-- Opening Marker --

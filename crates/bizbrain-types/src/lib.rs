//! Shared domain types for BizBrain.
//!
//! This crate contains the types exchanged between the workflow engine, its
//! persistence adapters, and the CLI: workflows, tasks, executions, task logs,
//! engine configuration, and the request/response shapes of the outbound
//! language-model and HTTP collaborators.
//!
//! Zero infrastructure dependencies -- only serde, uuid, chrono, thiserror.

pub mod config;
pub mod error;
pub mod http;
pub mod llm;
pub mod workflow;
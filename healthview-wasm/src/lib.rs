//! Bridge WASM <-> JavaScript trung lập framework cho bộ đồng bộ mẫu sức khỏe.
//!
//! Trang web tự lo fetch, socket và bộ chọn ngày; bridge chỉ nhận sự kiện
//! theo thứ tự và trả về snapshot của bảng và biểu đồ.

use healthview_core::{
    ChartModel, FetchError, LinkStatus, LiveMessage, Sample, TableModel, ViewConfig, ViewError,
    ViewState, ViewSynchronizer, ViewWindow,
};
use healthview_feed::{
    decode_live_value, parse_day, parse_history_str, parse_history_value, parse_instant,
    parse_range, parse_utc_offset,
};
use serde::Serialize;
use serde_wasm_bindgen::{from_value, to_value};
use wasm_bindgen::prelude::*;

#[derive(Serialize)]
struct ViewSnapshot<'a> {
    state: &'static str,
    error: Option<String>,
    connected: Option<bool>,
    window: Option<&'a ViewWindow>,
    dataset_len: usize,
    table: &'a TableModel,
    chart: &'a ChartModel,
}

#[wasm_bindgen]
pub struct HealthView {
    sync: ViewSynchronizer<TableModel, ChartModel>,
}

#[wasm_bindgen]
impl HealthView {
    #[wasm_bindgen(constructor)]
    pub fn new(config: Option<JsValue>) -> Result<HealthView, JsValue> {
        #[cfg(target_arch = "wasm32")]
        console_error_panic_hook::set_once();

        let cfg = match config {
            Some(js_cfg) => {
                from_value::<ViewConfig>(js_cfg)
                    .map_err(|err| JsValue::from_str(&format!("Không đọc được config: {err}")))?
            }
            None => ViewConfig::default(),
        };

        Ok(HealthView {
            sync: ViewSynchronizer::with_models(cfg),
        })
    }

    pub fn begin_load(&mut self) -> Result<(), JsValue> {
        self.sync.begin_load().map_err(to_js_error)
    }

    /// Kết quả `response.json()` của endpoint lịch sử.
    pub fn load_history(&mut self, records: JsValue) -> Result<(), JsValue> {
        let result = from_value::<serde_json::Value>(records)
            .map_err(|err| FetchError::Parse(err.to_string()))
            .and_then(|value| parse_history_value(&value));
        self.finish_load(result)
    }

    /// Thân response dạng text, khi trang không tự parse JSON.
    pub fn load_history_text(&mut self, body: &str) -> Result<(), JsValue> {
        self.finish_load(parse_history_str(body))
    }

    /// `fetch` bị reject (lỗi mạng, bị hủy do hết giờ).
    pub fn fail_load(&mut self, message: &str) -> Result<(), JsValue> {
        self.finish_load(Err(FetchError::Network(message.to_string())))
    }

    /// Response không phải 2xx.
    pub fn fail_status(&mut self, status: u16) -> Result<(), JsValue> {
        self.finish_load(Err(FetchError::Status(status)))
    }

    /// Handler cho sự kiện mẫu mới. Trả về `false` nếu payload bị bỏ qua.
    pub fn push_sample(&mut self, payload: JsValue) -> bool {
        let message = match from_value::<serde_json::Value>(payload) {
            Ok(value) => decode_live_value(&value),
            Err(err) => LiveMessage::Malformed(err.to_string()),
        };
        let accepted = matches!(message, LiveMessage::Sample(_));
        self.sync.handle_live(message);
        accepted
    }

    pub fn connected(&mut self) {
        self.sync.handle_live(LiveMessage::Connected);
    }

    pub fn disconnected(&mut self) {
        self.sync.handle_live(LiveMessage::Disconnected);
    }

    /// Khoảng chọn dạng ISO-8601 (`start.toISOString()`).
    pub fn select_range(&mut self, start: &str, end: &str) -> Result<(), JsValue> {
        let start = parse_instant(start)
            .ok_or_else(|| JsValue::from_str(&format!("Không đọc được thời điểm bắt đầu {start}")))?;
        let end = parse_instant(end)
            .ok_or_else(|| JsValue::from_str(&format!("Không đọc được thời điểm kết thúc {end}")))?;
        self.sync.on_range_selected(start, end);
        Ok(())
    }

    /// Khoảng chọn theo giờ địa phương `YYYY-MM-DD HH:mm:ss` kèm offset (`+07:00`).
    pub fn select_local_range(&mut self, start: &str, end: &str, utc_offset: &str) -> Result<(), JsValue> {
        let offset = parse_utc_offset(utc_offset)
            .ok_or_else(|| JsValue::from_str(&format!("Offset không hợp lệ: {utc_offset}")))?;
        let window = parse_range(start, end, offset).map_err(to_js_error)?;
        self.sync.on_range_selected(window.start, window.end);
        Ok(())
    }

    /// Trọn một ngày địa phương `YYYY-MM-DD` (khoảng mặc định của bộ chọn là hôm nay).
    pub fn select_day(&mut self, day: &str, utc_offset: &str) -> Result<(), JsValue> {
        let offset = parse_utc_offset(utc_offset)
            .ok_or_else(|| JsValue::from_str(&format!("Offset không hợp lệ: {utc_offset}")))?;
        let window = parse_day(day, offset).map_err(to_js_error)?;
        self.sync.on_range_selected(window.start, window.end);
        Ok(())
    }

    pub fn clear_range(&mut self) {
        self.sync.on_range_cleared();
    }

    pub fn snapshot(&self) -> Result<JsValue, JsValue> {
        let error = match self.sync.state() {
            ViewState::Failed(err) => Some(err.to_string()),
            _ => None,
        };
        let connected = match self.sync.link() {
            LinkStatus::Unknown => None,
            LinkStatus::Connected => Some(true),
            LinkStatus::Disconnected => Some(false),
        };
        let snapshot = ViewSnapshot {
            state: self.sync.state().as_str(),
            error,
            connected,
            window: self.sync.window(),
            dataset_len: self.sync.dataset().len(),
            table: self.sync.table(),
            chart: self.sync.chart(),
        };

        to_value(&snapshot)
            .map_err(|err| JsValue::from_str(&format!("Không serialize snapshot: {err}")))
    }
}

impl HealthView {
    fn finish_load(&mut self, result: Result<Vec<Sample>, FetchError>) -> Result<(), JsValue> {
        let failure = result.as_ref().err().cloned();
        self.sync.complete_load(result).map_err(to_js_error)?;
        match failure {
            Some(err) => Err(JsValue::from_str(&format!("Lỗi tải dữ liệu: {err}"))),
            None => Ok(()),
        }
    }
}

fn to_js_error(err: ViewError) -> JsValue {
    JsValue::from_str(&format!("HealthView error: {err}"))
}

-- Closing Marker --

● Task to carry out
Look through the data above. Copy every line with the string "ViewWindow" in it.

● Output of the task
    ViewState, ViewSynchronizer, ViewWindow,
    window: Option<&'a ViewWindow>,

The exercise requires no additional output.